This table lists the numerical performance of different machine learning algorithms in the identification of different III-level disease. These experiment cases are just some attempts. The results in italics are obtained using LR.

AUC: Area Under the Receiver Operating Characteristic Curve; DNN: Deep Neural Networks; LR: Logistic Regression; RF: Random Forest; SVM: Support Vector Machine; XGBoost: Extreme Gradient Boosting.

Discussion

Previous research has established the effectiveness of utilizing machine learning for the computer-aid diagnosis of nontraumatic acute abdomen with structured data.^19–27 This article provides further evidence to underscore the ability of machine learning in gaining a certain depth understanding of a variety of NTAA diseases, even when working with limited surface-level information.

The identification of I-level diseases demonstrated exceptional performance, which is intuitively expected given that I-level disease information is inherently more superficial and readily identifiable. The commendable performance was further extended to the recognition of II-level diseases, suggesting the potential of the proposed framework in extracting disease information at a more profound level.

As inferred from Supplemental Table S5, most II-level diseases possess their own significant symptoms. A notable exception was observed in kidney and ureteral diseases, which had far fewer significant features. This may suggest that precise diagnoses of II-level diseases in urinary system require more extensive laboratory examinations.

Without the support of detailed pathological examinations, the diagnosis of specific diseases is prone to errors; hence the attempt in this study was to diagnose some common diseases. In Table 4, the findings reveal that in certain instances, such as the detection of intestinal obstruction and appendicitis, high-accuracy diagnoses were achieved even without the aid of detailed laboratory tests. But, for the identification of III-level diseases, this study only presented localized solution outcomes, with the study samples confined to II-level parent diseases. Whether these diseases can be accurately diagnosed solely based on surface-level information warrants further investigation within a broader context.

Selecting LR as the benchmark classifier may not guarantee optimal performance across all scenarios, yet it offered the advantage of stability and superior interpretability when compared to other algorithms.

For different classifiers, the importance of features was generally not consistent, so the feature regiment processing in our study was intricately linked to diverse classifiers, and the REFCV method was adopted.

The features shown in Supplemental Tables S4 and S5 were notable for their discriminative power in distinguishing between diseases.

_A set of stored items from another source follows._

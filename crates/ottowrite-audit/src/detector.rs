//! Anomaly detection over the access log.
//!
//! Four fixed heuristics run over per-session aggregates after each logged
//! access. Each returns a typed signal; severity is assigned by the policy
//! layer when the signal becomes an alert. Rules are deliberately coarse -
//! they flag for human review, they never block access on their own.

use chrono::{DateTime, Utc};
use ottowrite_core::models::AlertType;
use regex::Regex;
use std::sync::LazyLock;

/// A session longer than this is flagged as excessive.
pub const MAX_SESSION_SECS: i64 = 4 * 3600;
/// More actions than this inside [`RAPID_ACCESS_WINDOW_SECS`] is flagged.
pub const RAPID_ACCESS_ACTIONS: i64 = 100;
pub const RAPID_ACCESS_WINDOW_SECS: i64 = 60;
/// More download attempts than this is flagged.
pub const MAX_DOWNLOAD_ATTEMPTS: i64 = 3;
/// More copy attempts than this is flagged.
pub const MAX_COPY_ATTEMPTS: i64 = 10;

static AUTOMATION_UA: LazyLock<Regex> = LazyLock::new(|| {
    Regex::new(
        r"(?i)bot|crawl|spider|scrape|curl|wget|python|postman|insomnia|headless|phantom|selenium|puppeteer",
    )
    .unwrap_or_else(|e| panic!("invalid automation user-agent pattern: {}", e))
});

/// Per-partner, per-submission aggregates the detector runs against.
/// Computed by the access-log store over the partner's recent rows.
#[derive(Debug, Clone, Default)]
pub struct SessionStats {
    pub total_actions: i64,
    pub download_attempts: i64,
    pub copy_attempts: i64,
    /// Longest recorded session duration, if any session has ended.
    pub max_session_secs: Option<i64>,
    pub first_action_at: Option<DateTime<Utc>>,
    pub last_action_at: Option<DateTime<Utc>>,
    /// Every distinct user agent seen in the window. A scraper that rotates
    /// between an automation agent and a browser agent must not slip past by
    /// being on the browser one when the scan runs.
    pub user_agents: Vec<String>,
}

impl SessionStats {
    fn window_secs(&self) -> Option<i64> {
        match (self.first_action_at, self.last_action_at) {
            (Some(first), Some(last)) => Some((last - first).num_seconds()),
            _ => None,
        }
    }
}

/// One fired heuristic: what kind, and a human-readable account of why.
#[derive(Debug, Clone, PartialEq, Eq)]
pub struct AnomalySignal {
    pub alert_type: AlertType,
    pub description: String,
}

/// Whether a user-agent string looks like automation rather than a browser.
///
/// `java` needs a substring check because hits like "Java/17.0.2" must fire
/// while "javascript" in a browser UA must not, and the pattern language here
/// has no way to say "java not followed by script".
pub fn is_suspicious_user_agent(user_agent: &str) -> bool {
    if AUTOMATION_UA.is_match(user_agent) {
        return true;
    }
    let lower = user_agent.to_lowercase();
    lower.contains("java") && !lower.contains("javascript")
}

/// Run every heuristic over `stats`, returning all signals that fired.
pub fn evaluate_session(stats: &SessionStats) -> Vec<AnomalySignal> {
    let mut signals = Vec::new();

    let suspicious_agents: Vec<&str> = stats
        .user_agents
        .iter()
        .map(String::as_str)
        .filter(|ua| is_suspicious_user_agent(ua))
        .collect();
    if !suspicious_agents.is_empty() {
        signals.push(AnomalySignal {
            alert_type: AlertType::SuspiciousUserAgent,
            description: format!(
                "Automated user agent detected: {}",
                suspicious_agents.join("; ")
            ),
        });
    }

    if let Some(secs) = stats.max_session_secs {
        if secs > MAX_SESSION_SECS {
            signals.push(AnomalySignal {
                alert_type: AlertType::ExcessiveDuration,
                description: format!(
                    "Session lasted {} seconds, above the {} second limit",
                    secs, MAX_SESSION_SECS
                ),
            });
        }
    }

    if stats.total_actions > RAPID_ACCESS_ACTIONS {
        if let Some(window) = stats.window_secs() {
            if window < RAPID_ACCESS_WINDOW_SECS {
                signals.push(AnomalySignal {
                    alert_type: AlertType::RapidAccess,
                    description: format!(
                        "{} actions within {} seconds",
                        stats.total_actions, window
                    ),
                });
            }
        }
    }

    if stats.download_attempts > MAX_DOWNLOAD_ATTEMPTS {
        signals.push(AnomalySignal {
            alert_type: AlertType::ExcessiveDownloads,
            description: format!(
                "{} download attempts, above the limit of {}",
                stats.download_attempts, MAX_DOWNLOAD_ATTEMPTS
            ),
        });
    }
    if stats.copy_attempts > MAX_COPY_ATTEMPTS {
        signals.push(AnomalySignal {
            alert_type: AlertType::ExcessiveCopies,
            description: format!(
                "{} copy attempts, above the limit of {}",
                stats.copy_attempts, MAX_COPY_ATTEMPTS
            ),
        });
    }

    if !signals.is_empty() {
        tracing::warn!(
            signal_count = signals.len(),
            total_actions = stats.total_actions,
            "Anomaly heuristics fired for session"
        );
    }

    signals
}

#[cfg(test)]
mod tests {
    use super::*;
    use chrono::Duration;

    fn stats_with_window(actions: i64, window_secs: i64) -> SessionStats {
        let start = Utc::now() - Duration::hours(1);
        SessionStats {
            total_actions: actions,
            first_action_at: Some(start),
            last_action_at: Some(start + Duration::seconds(window_secs)),
            ..SessionStats::default()
        }
    }

    #[test]
    fn test_browser_user_agents_pass() {
        assert!(!is_suspicious_user_agent(
            "Mozilla/5.0 (Macintosh; Intel Mac OS X 10_15_7) AppleWebKit/537.36 \
             (KHTML, like Gecko) Chrome/120.0 Safari/537.36"
        ));
        // "javascript" alone must not trip the java check.
        assert!(!is_suspicious_user_agent("Mozilla/5.0 javascript-enabled"));
    }

    #[test]
    fn test_automation_user_agents_flagged() {
        assert!(is_suspicious_user_agent("Googlebot/2.1 (+http://www.google.com/bot.html)"));
        assert!(is_suspicious_user_agent("python-requests/2.31.0"));
        assert!(is_suspicious_user_agent("curl/8.4.0"));
        assert!(is_suspicious_user_agent("Java/17.0.2"));
        assert!(is_suspicious_user_agent("HeadlessChrome/120.0"));
    }

    #[test]
    fn test_clean_session_yields_no_signals() {
        let stats = SessionStats {
            total_actions: 12,
            download_attempts: 1,
            copy_attempts: 2,
            max_session_secs: Some(1800),
            user_agents: vec!["Mozilla/5.0 (X11; Linux x86_64) Firefox/121.0".to_string()],
            ..stats_with_window(12, 1800)
        };
        assert!(evaluate_session(&stats).is_empty());
    }

    #[test]
    fn test_rotating_user_agents_still_flagged() {
        // Alternating a browser agent with an automation agent leaves both in
        // the window; the automation one must still fire.
        let stats = SessionStats {
            user_agents: vec![
                "Mozilla/5.0 (X11; Linux x86_64) Firefox/121.0".to_string(),
                "curl/8.4.0".to_string(),
            ],
            ..SessionStats::default()
        };
        let signals = evaluate_session(&stats);
        assert_eq!(signals.len(), 1);
        assert_eq!(signals[0].alert_type, AlertType::SuspiciousUserAgent);
        assert!(signals[0].description.contains("curl/8.4.0"));
    }

    #[test]
    fn test_excessive_duration_fires_strictly_above_limit() {
        let mut stats = SessionStats {
            max_session_secs: Some(MAX_SESSION_SECS),
            ..SessionStats::default()
        };
        assert!(evaluate_session(&stats).is_empty());

        stats.max_session_secs = Some(MAX_SESSION_SECS + 1);
        let signals = evaluate_session(&stats);
        assert_eq!(signals.len(), 1);
        assert_eq!(signals[0].alert_type, AlertType::ExcessiveDuration);
    }

    #[test]
    fn test_rapid_access_needs_both_count_and_window() {
        // 150 actions in 30 seconds fires.
        let signals = evaluate_session(&stats_with_window(150, 30));
        assert_eq!(signals.len(), 1);
        assert_eq!(signals[0].alert_type, AlertType::RapidAccess);

        // Same count spread over ten minutes does not.
        assert!(evaluate_session(&stats_with_window(150, 600)).is_empty());
        // Few actions in a tight window does not.
        assert!(evaluate_session(&stats_with_window(5, 3)).is_empty());
    }

    #[test]
    fn test_download_and_copy_thresholds() {
        let stats = SessionStats {
            download_attempts: MAX_DOWNLOAD_ATTEMPTS + 1,
            copy_attempts: MAX_COPY_ATTEMPTS + 5,
            ..SessionStats::default()
        };
        let signals = evaluate_session(&stats);
        let types: Vec<_> = signals.iter().map(|s| s.alert_type).collect();
        assert!(types.contains(&AlertType::ExcessiveDownloads));
        assert!(types.contains(&AlertType::ExcessiveCopies));

        let at_limit = SessionStats {
            download_attempts: MAX_DOWNLOAD_ATTEMPTS,
            copy_attempts: MAX_COPY_ATTEMPTS,
            ..SessionStats::default()
        };
        assert!(evaluate_session(&at_limit).is_empty());
    }

    #[test]
    fn test_multiple_signals_accumulate() {
        let stats = SessionStats {
            download_attempts: 10,
            user_agents: vec!["Scrapy/2.11".to_string()],
            max_session_secs: Some(MAX_SESSION_SECS * 2),
            ..SessionStats::default()
        };
        assert_eq!(evaluate_session(&stats).len(), 3);
    }
}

And the coefficients in Supplemental Figures S1 to S8 indicate the roles of features in disease prediagnosis. A feature with a negative coefficient predicted a higher likelihood of a negative outcome. For example, in the identification of intestinal disease, pancreatic disease history was a significant feature, meaning that if a patient with NTAA has a pancreatic disease history, there is a high probability that the NTAA disease is not the intestinal disease. Further causal analysis is needed to explore the deeper correlations between these features and the target diseases.

It is noteworthy that although Supplemental Tables S4 and S5 list numerous features, only a few questions are required to cover these features during consultations in practice. Moreover, current natural language processing technology³⁴ can efficiently and intelligently extract these features.

This study specified the location of pain based on the anatomical structure of the human abdomen and detailed the types and nature of pain. These improvements enhanced the diagnostic accuracy of II-level diseases to some extent.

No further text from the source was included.